Sanctuary and the role of student minister overlap, according to Krogulski. The musical worship experience of Sanctuary is something that most student ministers are also involved with. For many of them, the contemporary style of Sanctuary contrasts well with the more traditional style of chapel services.
“Compared to a lot of the theological and religious classes I’m taking, Sanctuary is a nice reminder of why I’m doing this,” Halle Siegler, religion major and student minister, said. “The fun environment and music of Sanctuary creates a very open and happy space. It’s freeing.”
While the Sanctuary services may not be part of the student minister role, they are an important part of the community. Students attend Sanctuary who don’t attend regular chapel services and feel welcomed, no matter what their religious affiliation is, according to the student ministers.
“A lot of people of different and non-Christian faiths come to Sanctuary and, honestly, it’s really enlightening,” said student minister and computer science major Braden Daniels. “Having the spaces for interfaith services where everyone is accepted no matter what they believe is a beautiful thing.”
Having casual, music-based worship at Sanctuary along with the non-denominational chapel students is something that other student ministers also feel is important.
“We actively try to have people from other faiths come in because we want all religions to coexist and not just coexist, but coexist well,” Jenna Troutman, religion major and student minister, said. “Being inclusive and considerate leaders is important to all of us, I think.”
Each of the student ministers has their own role. For Krogulski and Daniels, their role is managing social media. Siegler’s responsibility is greeting and hospitality. And Troutman’s role is running sound for chapel services.
Each is essential for not only helping chapel services run smoothly but also the growth of the student ministers.

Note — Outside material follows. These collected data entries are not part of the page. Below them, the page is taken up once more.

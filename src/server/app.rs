// axum application setup and server startup

use std::net::SocketAddr;
use std::sync::Arc;

use anyhow::{Context, Result};
use axum::{extract::DefaultBodyLimit, routing::post, Router};
use tower::ServiceBuilder;
use tower_http::trace::TraceLayer;
use tracing::{info, warn};

use super::handlers::upload::handle_upload;
use super::uploads::{purge_staging_dir, StagingArea};
use crate::config::AppConfig;
use crate::pipeline::DestinationLocks;

/// shared application state
#[derive(Debug, Clone)]
pub struct AppState {
    pub config: Arc<AppConfig>,
    pub staging: StagingArea,
    pub locks: DestinationLocks,
}

impl AppState {
    pub fn new(config: AppConfig) -> Self {
        Self {
            staging: StagingArea::from_config(&config),
            locks: DestinationLocks::new(),
            config: Arc::new(config),
        }
    }
}

/// create the axum application with all routes and middleware
pub fn create_app(config: AppConfig) -> Router {
    let body_limit = usize::try_from(config.upload.max_request_size).unwrap_or(usize::MAX);
    let app_state = AppState::new(config);

    Router::new()
        .route("/upload", post(handle_upload))
        .layer(
            ServiceBuilder::new()
                .layer(TraceLayer::new_for_http())
                .layer(DefaultBodyLimit::max(body_limit)),
        )
        .with_state(app_state)
}

/// prepare the upload directory, then serve until the listener fails
pub async fn start_server(config: AppConfig) -> Result<()> {
    prepare_directories(&config).await?;

    let addr: SocketAddr = format!("{}:{}", config.server.host, config.server.port)
        .parse()
        .context("invalid host/port combination")?;

    info!("starting chunkyard v{} at http://{}", env!("CARGO_PKG_VERSION"), addr);
    info!("upload dir: {}", config.upload_dir().display());
    info!("staging dir: {}", config.staging_dir().display());
    info!(
        "merge strategy: {:?}, max file size: {} bytes",
        config.upload.merge_strategy, config.upload.max_file_size
    );

    let app = create_app(config);

    let listener = tokio::net::TcpListener::bind(&addr)
        .await
        .context("failed to bind to address")?;

    info!("server listening on {}", addr);

    axum::serve(listener, app).await.context("server error")?;

    Ok(())
}

async fn prepare_directories(config: &AppConfig) -> Result<()> {
    let upload_dir = config.upload_dir();

    if !upload_dir.exists() {
        if !config.upload.create_directories {
            anyhow::bail!("upload directory does not exist: {}", upload_dir.display());
        }
        tokio::fs::create_dir_all(upload_dir)
            .await
            .with_context(|| format!("failed to create upload directory {}", upload_dir.display()))?;
        info!("created upload directory {}", upload_dir.display());
    }

    if config.upload.purge_staging_on_start {
        let staging_dir = config.staging_dir();
        let removed = purge_staging_dir(&staging_dir)
            .await
            .with_context(|| format!("failed to purge staging dir {}", staging_dir.display()))?;
        if removed > 0 {
            warn!("removed {} orphaned staged part(s) from {}", removed, staging_dir.display());
        }
    }

    Ok(())
}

“Before this, I never would have imagined working with social media,” Krogulski said. “I didn’t really think about the people behind the scenes who do this as a job, but It’s helped me to think about the importance of that kind of work other people might not even think of.”
Skills that the student ministers have learned on the job are ones they plan to carry with them into their future careers.
“I’m in the ministry program, so I’m actually working to become a pastor,” Troutman said. “So this experience of working at a chapel on a college campus, while it may be different from other chapels, is going to be really helpful in the future.”